Алан мрачно промолчал, глядя на дорогу перед собой. Он отметил, что Матиас сказал “ты обнаружишь”, а не “мы обнаружим”. Но Матиас тут же добавил:
— А мы поможем тебе.
***
“Жениха” Пилигримы сопровождали только одного, но хлопот от него было не меньше, чем от десятка. Хорвэш совершенно не представлял, что такое самостоятельная жизнь и тем более жизнь кочевая. Во время первого же привала его высочество изволил прогуляться за пределы крохотного участка, защищенного Ожерельем Невест. Матиас спохватился первым и привел принца из-за кустов в крайне возмущенном состоянии — оказалось, что Хорвэш не считает достойным своего высокого положения мочиться при всем народе. Он так громко возмущался, что Матиасу пришлось дать ему легкий подзатыльник, чтобы не привлекал внимание Тварей.
К удивлению Алана, Хорвэш ничуть не обиделся, а даже восхитился жесткости и грубости Пилигрима. Он еще не привык, чтобы мужчины проявляли характер.
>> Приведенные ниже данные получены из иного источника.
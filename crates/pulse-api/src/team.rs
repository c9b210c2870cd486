use axum::{Json, extract::State};

use pulse_db::models::UserRow;
use pulse_types::api::TeamRoster;

use crate::auth::AppState;
use crate::error::{ApiError, blocking};

/// Every account on the server, oldest first. No credentials leave the DB layer.
pub async fn roster(State(state): State<AppState>) -> Result<Json<TeamRoster>, ApiError> {
    let db = state.clone();
    let rows = blocking(move || db.db.list_users()).await?;
    Ok(Json(TeamRoster {
        members: rows.into_iter().map(UserRow::into_user).collect(),
    }))
}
Во время второго привала принца привела в недоумение тушка кролика — ранее ему доводилось вкушать либо Амброзию в разнообразном виде, либо отделенное от костей чистейшее мясо. Тэн, обмениваясь с Димитрием смеющимися взглядами, принялся охотно учить принца, как нужно обгладывать кости.
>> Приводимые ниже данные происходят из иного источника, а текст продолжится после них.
//! View-model builders for the dashboard screens.
//!
//! Every function here is pure: it borrows its input, never mutates it, and
//! returns the same output for the same input. Outputs are ordered
//! explicitly (day, hour, star, count) so repeated calls are bit-identical.

use std::collections::{BTreeMap, HashMap};

use chrono::{DateTime, NaiveDate, TimeZone, Timelike, Utc};
use serde::{Deserialize, Serialize};

use pulse_types::models::{Feedback, Issue};

use crate::filter::RatingBand;

pub const POSITIVE_FROM: f64 = 4.0;
pub const NEUTRAL_FROM: f64 = 2.5;

#[derive(Debug, Clone, Copy, PartialEq, Eq, Hash, Serialize, Deserialize)]
#[serde(rename_all = "snake_case")]
pub enum Sentiment {
    Positive,
    Neutral,
    Negative,
}

impl Sentiment {
    pub fn classify(rating: f64) -> Self {
        if rating >= POSITIVE_FROM {
            Self::Positive
        } else if rating >= NEUTRAL_FROM {
            Self::Neutral
        } else {
            Self::Negative
        }
    }

    /// `None` for unrated feedback. A stored rating of 0 is Negative.
    pub fn of(feedback: &Feedback) -> Option<Self> {
        feedback.average_rating.map(Self::classify)
    }
}

#[derive(Debug, Clone, Copy, PartialEq, Eq, Default, Serialize, Deserialize)]
pub struct SentimentBreakdown {
    pub positive: usize,
    pub neutral: usize,
    pub negative: usize,
}

impl SentimentBreakdown {
    pub fn total(&self) -> usize {
        self.positive + self.neutral + self.negative
    }

    pub fn count(&self, sentiment: Sentiment) -> usize {
        match sentiment {
            Sentiment::Positive => self.positive,
            Sentiment::Neutral => self.neutral,
            Sentiment::Negative => self.negative,
        }
    }

    /// Share of rated feedback in `sentiment`, 0..=100. Zero when nothing is rated.
    pub fn percent(&self, sentiment: Sentiment) -> f64 {
        let total = self.total();
        if total == 0 {
            return 0.0;
        }
        self.count(sentiment) as f64 * 100.0 / total as f64
    }
}

pub fn sentiment_distribution(rows: &[Feedback]) -> SentimentBreakdown {
    let mut out = SentimentBreakdown::default();
    for sentiment in rows.iter().filter_map(Sentiment::of) {
        match sentiment {
            Sentiment::Positive => out.positive += 1,
            Sentiment::Neutral => out.neutral += 1,
            Sentiment::Negative => out.negative += 1,
        }
    }
    out
}

/// Mean of the present ratings; 0 when there are none.
pub fn average_rating(rows: &[Feedback]) -> f64 {
    mean(rows.iter().filter_map(|f| f.average_rating))
}

fn mean(values: impl Iterator<Item = f64>) -> f64 {
    let (sum, n) = values.fold((0.0, 0usize), |(sum, n), v| (sum + v, n + 1));
    if n == 0 { 0.0 } else { sum / n as f64 }
}

pub fn round_to(value: f64, places: u32) -> f64 {
    let factor = 10f64.powi(places as i32);
    (value * factor).round() / factor
}

#[derive(Debug, Clone, Copy, PartialEq, Eq, Serialize, Deserialize)]
pub struct RatingBucket {
    pub stars: u8,
    pub count: usize,
}

/// Count of rated feedback per star band, 1 through 5, using the same band
/// edges as the rating filter.
pub fn rating_histogram(rows: &[Feedback]) -> Vec<RatingBucket> {
    let mut counts = [0usize; 5];
    for rating in rows.iter().filter_map(|f| f.average_rating) {
        counts[usize::from(RatingBand::classify(rating).stars()) - 1] += 1;
    }
    RatingBand::ALL
        .iter()
        .zip(counts)
        .map(|(band, count)| RatingBucket { stars: band.stars(), count })
        .collect()
}

#[derive(Debug, Clone, Copy, PartialEq, Serialize, Deserialize)]
pub struct DayBucket {
    pub date: NaiveDate,
    pub count: usize,
    pub average_rating: f64,
}

/// One bucket per local calendar day, `days` of them ending at `today`,
/// oldest first. Days without feedback are present with zero counts.
pub fn daily_series<Tz: TimeZone>(rows: &[Feedback], tz: &Tz, today: NaiveDate, days: u32) -> Vec<DayBucket> {
    if days == 0 {
        return Vec::new();
    }
    let start = today - chrono::TimeDelta::days(i64::from(days) - 1);

    let mut per_day: BTreeMap<NaiveDate, (usize, Vec<f64>)> = BTreeMap::new();
    for f in rows {
        let date = f.received_at.with_timezone(tz).date_naive();
        if date < start || date > today {
            continue;
        }
        let entry = per_day.entry(date).or_default();
        entry.0 += 1;
        if let Some(rating) = f.average_rating {
            entry.1.push(rating);
        }
    }

    start
        .iter_days()
        .take(days as usize)
        .map(|date| match per_day.get(&date) {
            Some((count, ratings)) => DayBucket {
                date,
                count: *count,
                average_rating: mean(ratings.iter().copied()),
            },
            None => DayBucket { date, count: 0, average_rating: 0.0 },
        })
        .collect()
}

/// The seven days ending at `today`.
pub fn weekly_series<Tz: TimeZone>(rows: &[Feedback], tz: &Tz, today: NaiveDate) -> Vec<DayBucket> {
    daily_series(rows, tz, today, 7)
}

#[derive(Debug, Clone, Copy, PartialEq, Eq, Serialize, Deserialize)]
pub struct HourBucket {
    pub hour: u32,
    pub count: usize,
}

/// Always 24 buckets, hour-of-day in the viewer's zone.
pub fn hourly_distribution<Tz: TimeZone>(rows: &[Feedback], tz: &Tz) -> Vec<HourBucket> {
    let mut counts = [0usize; 24];
    for f in rows {
        counts[f.received_at.with_timezone(tz).hour() as usize] += 1;
    }
    (0u32..)
        .zip(counts)
        .map(|(hour, count)| HourBucket { hour, count })
        .collect()
}

#[derive(Debug, Clone, PartialEq, Eq, Serialize, Deserialize)]
pub struct IssueFrequency {
    pub title: String,
    pub count: usize,
}

/// Most frequent issue titles. Titles match exactly (case-sensitive); ties
/// keep first-seen order.
pub fn top_issues(issues: &[Issue], n: usize) -> Vec<IssueFrequency> {
    let mut order: Vec<IssueFrequency> = Vec::new();
    let mut index: HashMap<&str, usize> = HashMap::new();

    for issue in issues {
        match index.get(issue.issue_title.as_str()) {
            Some(&i) => order[i].count += 1,
            None => {
                index.insert(issue.issue_title.as_str(), order.len());
                order.push(IssueFrequency { title: issue.issue_title.clone(), count: 1 });
            }
        }
    }

    // sort_by is stable, so equal counts stay in arrival order
    order.sort_by(|a, b| b.count.cmp(&a.count));
    order.truncate(n);
    order
}

#[derive(Debug, Clone, PartialEq, Serialize, Deserialize)]
pub struct DashboardOverview {
    pub total: usize,
    pub unread: usize,
    pub processed: usize,
    pub average_rating: f64,
    pub sentiment: SentimentBreakdown,
    pub histogram: Vec<RatingBucket>,
    pub weekly: Vec<DayBucket>,
    pub hourly: Vec<HourBucket>,
    pub top_issues: Vec<IssueFrequency>,
}

pub const TOP_ISSUES: usize = 5;

/// Everything the overview screen draws, computed in one pass per chart.
pub fn overview<Tz: TimeZone>(
    feedback: &[Feedback],
    issues: &[Issue],
    tz: &Tz,
    now: DateTime<Utc>,
) -> DashboardOverview {
    let processed = feedback.iter().filter(|f| f.is_processed()).count();
    let today = now.with_timezone(tz).date_naive();

    DashboardOverview {
        total: feedback.len(),
        unread: feedback.len() - processed,
        processed,
        average_rating: round_to(average_rating(feedback), 1),
        sentiment: sentiment_distribution(feedback),
        histogram: rating_histogram(feedback),
        weekly: weekly_series(feedback, tz, today),
        hourly: hourly_distribution(feedback, tz),
        top_issues: top_issues(issues, TOP_ISSUES),
    }
}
“К тому времени, когда мы прибудем в Парадайз, — подумал Алан, — они научат его грызть кости, мочиться при всех и вытирать сопли о всё, что под руку попадется”.
Собственно, такая перспектива беспокоила не особо. Волновало другое: необходимо достичь Парадайза как можно скорее, еще до того, как Хорвэш пройдет полный курс этики Пилигримов. Впрочем, надежды на это мало. Принц не мог долго ехать в седле, жалуясь на мозоли на заднице, а заставлять его скакать молча и не останавливаться на отдых мешала совесть — как-никак за сопровождение заплачено более, чем щедро.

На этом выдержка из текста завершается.